## WORK INSTRUCTION:
From the records below, transcribe only the lines running from the one with "and the discrimination" through the one with "for (index, item)". Keep both of those end lines.

## Dataset entries:
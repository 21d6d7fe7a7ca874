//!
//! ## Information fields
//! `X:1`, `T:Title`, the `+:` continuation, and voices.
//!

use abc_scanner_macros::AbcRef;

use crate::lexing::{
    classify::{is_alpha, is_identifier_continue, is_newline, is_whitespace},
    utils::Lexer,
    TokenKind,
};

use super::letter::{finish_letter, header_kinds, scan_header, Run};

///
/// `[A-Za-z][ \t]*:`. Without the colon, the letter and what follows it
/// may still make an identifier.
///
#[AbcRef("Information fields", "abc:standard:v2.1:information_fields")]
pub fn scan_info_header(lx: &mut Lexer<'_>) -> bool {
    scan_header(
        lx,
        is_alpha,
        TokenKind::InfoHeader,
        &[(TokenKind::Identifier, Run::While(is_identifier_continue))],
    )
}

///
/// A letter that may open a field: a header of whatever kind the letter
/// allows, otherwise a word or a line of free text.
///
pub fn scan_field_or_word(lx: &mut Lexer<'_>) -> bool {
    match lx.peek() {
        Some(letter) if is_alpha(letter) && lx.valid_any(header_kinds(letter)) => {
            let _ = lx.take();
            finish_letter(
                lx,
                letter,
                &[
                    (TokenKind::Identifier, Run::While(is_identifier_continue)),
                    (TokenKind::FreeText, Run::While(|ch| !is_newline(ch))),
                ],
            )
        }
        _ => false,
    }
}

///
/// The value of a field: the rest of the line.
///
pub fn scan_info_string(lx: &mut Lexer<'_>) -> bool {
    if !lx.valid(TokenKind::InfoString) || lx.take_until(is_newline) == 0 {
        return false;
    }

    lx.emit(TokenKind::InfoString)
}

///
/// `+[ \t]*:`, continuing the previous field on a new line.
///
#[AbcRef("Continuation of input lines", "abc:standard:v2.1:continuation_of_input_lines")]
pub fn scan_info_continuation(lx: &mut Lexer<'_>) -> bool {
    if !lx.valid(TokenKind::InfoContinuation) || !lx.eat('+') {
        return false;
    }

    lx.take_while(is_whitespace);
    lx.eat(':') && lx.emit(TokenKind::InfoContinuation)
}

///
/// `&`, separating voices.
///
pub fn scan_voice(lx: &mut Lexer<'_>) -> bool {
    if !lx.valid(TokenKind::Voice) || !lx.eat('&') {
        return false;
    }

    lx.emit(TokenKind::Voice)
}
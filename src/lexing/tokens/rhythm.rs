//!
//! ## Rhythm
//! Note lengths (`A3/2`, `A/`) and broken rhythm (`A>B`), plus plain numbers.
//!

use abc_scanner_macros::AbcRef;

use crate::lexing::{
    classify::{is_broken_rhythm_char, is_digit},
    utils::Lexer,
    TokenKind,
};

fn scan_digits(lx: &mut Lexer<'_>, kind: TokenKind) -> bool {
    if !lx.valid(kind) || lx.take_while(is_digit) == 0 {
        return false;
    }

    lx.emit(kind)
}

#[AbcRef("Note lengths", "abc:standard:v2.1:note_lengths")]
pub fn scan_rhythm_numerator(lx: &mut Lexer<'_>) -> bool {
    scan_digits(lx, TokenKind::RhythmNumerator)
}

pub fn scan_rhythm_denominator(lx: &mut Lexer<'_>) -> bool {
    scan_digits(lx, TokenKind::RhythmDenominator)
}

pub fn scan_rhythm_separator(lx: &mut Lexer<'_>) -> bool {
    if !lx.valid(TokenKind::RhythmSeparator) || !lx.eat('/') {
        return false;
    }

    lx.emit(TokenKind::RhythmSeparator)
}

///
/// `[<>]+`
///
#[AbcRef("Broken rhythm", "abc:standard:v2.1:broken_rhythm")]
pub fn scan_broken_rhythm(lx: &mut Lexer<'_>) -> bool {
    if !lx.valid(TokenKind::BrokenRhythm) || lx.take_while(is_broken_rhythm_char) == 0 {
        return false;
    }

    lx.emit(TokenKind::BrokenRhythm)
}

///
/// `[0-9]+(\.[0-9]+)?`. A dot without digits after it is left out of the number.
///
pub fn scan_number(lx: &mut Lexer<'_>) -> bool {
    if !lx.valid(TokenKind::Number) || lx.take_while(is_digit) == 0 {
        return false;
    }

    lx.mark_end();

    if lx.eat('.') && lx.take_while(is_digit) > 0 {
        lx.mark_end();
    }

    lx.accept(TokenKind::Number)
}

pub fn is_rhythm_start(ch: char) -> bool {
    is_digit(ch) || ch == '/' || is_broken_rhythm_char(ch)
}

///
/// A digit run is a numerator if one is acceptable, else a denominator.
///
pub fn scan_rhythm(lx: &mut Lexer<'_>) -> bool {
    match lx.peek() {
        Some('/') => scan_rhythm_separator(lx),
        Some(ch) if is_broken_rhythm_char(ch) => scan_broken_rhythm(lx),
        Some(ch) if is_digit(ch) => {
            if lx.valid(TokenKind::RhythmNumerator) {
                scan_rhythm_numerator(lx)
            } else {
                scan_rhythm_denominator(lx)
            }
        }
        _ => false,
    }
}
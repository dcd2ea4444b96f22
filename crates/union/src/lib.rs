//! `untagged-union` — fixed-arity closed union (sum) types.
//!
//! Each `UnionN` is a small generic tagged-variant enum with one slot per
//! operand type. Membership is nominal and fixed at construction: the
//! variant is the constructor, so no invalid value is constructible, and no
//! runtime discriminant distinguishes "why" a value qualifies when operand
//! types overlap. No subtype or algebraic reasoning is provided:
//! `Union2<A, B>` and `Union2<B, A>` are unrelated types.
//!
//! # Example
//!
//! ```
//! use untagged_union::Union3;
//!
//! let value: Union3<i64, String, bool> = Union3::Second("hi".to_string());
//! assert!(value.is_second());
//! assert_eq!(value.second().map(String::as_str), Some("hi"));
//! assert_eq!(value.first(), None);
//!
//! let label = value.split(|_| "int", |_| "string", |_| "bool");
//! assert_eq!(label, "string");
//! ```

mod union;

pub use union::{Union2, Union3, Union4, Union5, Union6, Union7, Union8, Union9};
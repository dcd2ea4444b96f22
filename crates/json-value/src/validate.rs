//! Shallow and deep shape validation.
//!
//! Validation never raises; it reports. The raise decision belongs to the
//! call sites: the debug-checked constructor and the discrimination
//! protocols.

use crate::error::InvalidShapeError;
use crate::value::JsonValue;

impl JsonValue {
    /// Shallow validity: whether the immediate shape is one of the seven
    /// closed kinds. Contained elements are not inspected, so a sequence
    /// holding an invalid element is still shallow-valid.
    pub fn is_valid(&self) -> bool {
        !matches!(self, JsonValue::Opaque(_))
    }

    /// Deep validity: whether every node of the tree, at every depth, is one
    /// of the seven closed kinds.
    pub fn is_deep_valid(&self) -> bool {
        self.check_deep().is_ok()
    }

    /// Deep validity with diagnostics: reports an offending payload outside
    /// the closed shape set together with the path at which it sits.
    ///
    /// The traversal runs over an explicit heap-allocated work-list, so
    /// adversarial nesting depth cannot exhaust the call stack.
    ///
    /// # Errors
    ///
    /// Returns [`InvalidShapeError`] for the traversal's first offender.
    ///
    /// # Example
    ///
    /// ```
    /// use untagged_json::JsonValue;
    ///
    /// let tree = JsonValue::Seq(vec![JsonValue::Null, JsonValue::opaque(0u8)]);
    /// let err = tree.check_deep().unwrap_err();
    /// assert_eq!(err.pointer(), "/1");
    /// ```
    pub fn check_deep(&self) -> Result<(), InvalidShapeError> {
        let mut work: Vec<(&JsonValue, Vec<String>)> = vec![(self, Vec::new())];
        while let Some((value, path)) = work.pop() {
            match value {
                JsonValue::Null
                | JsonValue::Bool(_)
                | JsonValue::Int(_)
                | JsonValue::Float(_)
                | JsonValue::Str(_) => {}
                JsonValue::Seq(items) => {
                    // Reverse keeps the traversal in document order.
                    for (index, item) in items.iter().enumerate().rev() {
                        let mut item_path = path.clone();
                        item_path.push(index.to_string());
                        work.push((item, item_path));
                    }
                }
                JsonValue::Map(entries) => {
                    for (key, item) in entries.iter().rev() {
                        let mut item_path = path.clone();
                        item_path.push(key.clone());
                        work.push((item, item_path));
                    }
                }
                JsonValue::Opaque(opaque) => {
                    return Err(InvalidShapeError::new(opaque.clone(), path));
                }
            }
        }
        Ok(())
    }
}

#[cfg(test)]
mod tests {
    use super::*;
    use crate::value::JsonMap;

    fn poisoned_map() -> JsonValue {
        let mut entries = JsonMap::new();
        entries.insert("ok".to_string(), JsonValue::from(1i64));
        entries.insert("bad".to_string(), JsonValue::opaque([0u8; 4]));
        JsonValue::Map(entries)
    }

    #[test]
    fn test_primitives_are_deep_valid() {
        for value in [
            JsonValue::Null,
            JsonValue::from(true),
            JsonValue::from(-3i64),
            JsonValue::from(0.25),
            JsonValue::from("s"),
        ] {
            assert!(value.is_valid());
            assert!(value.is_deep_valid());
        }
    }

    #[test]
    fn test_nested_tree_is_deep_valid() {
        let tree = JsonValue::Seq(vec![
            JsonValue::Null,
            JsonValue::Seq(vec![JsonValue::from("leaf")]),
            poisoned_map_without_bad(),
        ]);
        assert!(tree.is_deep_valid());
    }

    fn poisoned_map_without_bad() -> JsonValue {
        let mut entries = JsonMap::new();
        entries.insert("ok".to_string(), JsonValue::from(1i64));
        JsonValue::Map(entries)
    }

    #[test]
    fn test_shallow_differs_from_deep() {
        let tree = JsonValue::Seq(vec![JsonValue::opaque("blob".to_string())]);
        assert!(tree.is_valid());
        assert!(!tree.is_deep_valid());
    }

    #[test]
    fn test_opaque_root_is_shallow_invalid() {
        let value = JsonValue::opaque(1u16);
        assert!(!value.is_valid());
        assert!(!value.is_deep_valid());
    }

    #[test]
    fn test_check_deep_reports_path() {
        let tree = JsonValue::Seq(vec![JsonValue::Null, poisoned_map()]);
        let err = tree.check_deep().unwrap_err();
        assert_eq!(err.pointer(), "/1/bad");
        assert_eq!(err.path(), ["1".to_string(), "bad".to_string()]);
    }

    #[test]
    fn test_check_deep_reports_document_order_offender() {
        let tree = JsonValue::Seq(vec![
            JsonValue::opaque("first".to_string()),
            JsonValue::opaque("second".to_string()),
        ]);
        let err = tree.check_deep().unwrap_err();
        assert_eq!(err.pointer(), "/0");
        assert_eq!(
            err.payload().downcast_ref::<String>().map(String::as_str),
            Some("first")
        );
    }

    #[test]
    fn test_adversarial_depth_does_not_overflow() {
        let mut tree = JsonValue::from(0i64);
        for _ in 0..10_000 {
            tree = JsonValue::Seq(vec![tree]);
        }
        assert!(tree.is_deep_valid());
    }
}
---
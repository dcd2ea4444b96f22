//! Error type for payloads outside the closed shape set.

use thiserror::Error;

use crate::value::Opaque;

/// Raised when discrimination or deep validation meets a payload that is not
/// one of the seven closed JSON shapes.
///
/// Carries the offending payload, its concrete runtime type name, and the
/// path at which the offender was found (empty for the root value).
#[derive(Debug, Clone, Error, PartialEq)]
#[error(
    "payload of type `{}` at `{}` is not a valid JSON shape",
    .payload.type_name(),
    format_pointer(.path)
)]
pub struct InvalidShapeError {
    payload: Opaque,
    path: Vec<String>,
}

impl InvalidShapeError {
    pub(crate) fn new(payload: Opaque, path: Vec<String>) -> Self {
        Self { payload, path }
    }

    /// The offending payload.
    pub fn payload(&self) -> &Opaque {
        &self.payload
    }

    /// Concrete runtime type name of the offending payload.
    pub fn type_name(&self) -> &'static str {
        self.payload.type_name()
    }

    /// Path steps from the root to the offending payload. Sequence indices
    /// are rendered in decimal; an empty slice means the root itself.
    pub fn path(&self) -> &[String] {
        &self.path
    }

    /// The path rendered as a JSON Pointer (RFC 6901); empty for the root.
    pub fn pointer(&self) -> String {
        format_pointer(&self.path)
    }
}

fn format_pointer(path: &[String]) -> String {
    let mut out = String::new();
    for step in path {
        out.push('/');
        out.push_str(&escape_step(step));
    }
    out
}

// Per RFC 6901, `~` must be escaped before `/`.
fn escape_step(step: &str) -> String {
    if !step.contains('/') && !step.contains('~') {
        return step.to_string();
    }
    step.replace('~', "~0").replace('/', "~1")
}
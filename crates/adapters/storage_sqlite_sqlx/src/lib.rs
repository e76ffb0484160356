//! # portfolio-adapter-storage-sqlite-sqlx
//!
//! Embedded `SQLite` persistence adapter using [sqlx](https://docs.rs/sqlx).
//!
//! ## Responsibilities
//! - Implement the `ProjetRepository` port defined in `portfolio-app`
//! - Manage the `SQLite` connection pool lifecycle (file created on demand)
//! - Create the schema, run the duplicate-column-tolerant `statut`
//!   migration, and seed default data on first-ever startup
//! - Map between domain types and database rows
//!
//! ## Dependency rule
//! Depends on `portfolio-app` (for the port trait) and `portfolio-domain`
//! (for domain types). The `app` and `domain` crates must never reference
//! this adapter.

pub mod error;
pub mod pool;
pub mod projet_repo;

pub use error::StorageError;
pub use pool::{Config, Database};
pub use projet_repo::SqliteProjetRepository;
==
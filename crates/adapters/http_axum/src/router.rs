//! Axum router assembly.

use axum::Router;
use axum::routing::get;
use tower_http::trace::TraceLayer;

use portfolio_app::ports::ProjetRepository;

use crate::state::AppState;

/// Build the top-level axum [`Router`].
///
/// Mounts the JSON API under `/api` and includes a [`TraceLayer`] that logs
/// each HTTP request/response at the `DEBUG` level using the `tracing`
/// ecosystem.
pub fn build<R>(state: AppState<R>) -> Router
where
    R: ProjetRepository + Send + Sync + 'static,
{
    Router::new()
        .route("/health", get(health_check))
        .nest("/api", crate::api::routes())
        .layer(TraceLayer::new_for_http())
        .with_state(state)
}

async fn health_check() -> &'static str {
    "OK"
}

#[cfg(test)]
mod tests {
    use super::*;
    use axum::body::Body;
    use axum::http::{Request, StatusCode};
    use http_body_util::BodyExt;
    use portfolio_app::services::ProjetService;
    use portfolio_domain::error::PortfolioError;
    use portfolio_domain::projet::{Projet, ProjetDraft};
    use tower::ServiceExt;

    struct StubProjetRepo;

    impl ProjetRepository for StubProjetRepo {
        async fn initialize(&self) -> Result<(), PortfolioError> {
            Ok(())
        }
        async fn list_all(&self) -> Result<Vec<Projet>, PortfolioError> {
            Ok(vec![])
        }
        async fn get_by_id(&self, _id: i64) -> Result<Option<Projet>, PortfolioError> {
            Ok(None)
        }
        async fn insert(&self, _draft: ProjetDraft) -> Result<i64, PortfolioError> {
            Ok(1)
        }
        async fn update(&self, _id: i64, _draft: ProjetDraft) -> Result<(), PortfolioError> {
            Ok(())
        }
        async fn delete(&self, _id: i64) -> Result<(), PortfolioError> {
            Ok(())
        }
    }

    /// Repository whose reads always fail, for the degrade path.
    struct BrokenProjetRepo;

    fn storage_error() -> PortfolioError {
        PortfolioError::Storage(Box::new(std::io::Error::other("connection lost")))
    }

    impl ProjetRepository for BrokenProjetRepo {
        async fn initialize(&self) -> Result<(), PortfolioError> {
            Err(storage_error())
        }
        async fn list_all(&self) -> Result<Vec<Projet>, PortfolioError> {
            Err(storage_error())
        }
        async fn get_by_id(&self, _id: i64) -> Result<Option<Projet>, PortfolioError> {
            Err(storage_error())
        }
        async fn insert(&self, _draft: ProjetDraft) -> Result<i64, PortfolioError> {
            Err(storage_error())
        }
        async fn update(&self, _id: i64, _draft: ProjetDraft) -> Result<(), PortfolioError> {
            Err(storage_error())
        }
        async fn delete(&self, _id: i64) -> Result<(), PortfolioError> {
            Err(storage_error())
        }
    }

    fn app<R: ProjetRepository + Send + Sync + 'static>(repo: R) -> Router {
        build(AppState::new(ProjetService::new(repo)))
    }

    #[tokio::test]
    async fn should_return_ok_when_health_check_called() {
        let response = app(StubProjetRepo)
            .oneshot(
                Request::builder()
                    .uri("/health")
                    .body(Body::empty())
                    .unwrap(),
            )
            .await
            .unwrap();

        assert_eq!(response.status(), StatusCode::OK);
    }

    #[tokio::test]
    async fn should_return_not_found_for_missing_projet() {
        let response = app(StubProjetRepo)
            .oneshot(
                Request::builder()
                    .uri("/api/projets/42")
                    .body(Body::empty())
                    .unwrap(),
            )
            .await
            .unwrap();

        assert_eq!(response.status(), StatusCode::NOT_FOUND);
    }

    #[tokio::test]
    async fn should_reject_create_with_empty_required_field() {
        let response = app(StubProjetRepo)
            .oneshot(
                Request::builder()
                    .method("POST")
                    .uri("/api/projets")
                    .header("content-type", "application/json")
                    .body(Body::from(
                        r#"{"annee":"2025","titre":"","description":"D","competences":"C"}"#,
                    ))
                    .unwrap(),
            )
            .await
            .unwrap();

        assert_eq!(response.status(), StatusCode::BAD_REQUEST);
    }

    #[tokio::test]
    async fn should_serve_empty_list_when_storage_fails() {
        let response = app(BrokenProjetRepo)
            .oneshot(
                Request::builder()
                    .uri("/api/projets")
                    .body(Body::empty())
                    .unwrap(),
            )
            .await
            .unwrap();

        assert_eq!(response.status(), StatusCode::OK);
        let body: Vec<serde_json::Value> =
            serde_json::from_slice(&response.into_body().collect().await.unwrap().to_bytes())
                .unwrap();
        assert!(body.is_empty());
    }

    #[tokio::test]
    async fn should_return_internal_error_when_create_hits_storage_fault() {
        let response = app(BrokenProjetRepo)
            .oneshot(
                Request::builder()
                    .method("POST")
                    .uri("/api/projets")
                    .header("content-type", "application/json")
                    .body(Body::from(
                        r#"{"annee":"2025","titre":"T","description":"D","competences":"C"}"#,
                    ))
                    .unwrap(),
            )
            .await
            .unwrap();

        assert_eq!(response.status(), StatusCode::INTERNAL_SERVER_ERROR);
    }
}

## TASK RESULT:
//! call sites: the debug-checked constructor and the discrimination
//! protocols.

use crate::error::InvalidShapeError;
use crate::value::JsonValue;

impl JsonValue {
    /// Shallow validity: whether the immediate shape is one of the seven
    /// closed kinds. Contained elements are not inspected, so a sequence
    /// holding an invalid element is still shallow-valid.
    pub fn is_valid(&self) -> bool {
        !matches!(self, JsonValue::Opaque(_))
    }

    /// Deep validity: whether every node of the tree, at every depth, is one
    /// of the seven closed kinds.
    pub fn is_deep_valid(&self) -> bool {
        self.check_deep().is_ok()
    }

    /// Deep validity with diagnostics: reports an offending payload outside
    /// the closed shape set together with the path at which it sits.
    ///
    /// The traversal runs over an explicit heap-allocated work-list, so
    /// adversarial nesting depth cannot exhaust the call stack.
    ///
    /// # Errors
    ///
    /// Returns [`InvalidShapeError`] for the traversal's first offender.
    ///
    /// # Example
    ///
    /// ```
    /// use untagged_json::JsonValue;
    ///
    /// let tree = JsonValue::Seq(vec![JsonValue::Null, JsonValue::opaque(0u8)]);
    /// let err = tree.check_deep().unwrap_err();
    /// assert_eq!(err.pointer(), "/1");
    /// ```
    pub fn check_deep(&self) -> Result<(), InvalidShapeError> {
        let mut work: Vec<(&JsonValue, Vec<String>)> = vec![(self, Vec::new())];
        while let Some((value, path)) = work.pop() {
            match value {
                JsonValue::Null
                | JsonValue::Bool(_)
                | JsonValue::Int(_)
                | JsonValue::Float(_)
                | JsonValue::Str(_) => {}
                JsonValue::Seq(items) => {
                    // Reverse keeps the traversal in document order.
                    for (index, item) in items.iter().enumerate().rev() {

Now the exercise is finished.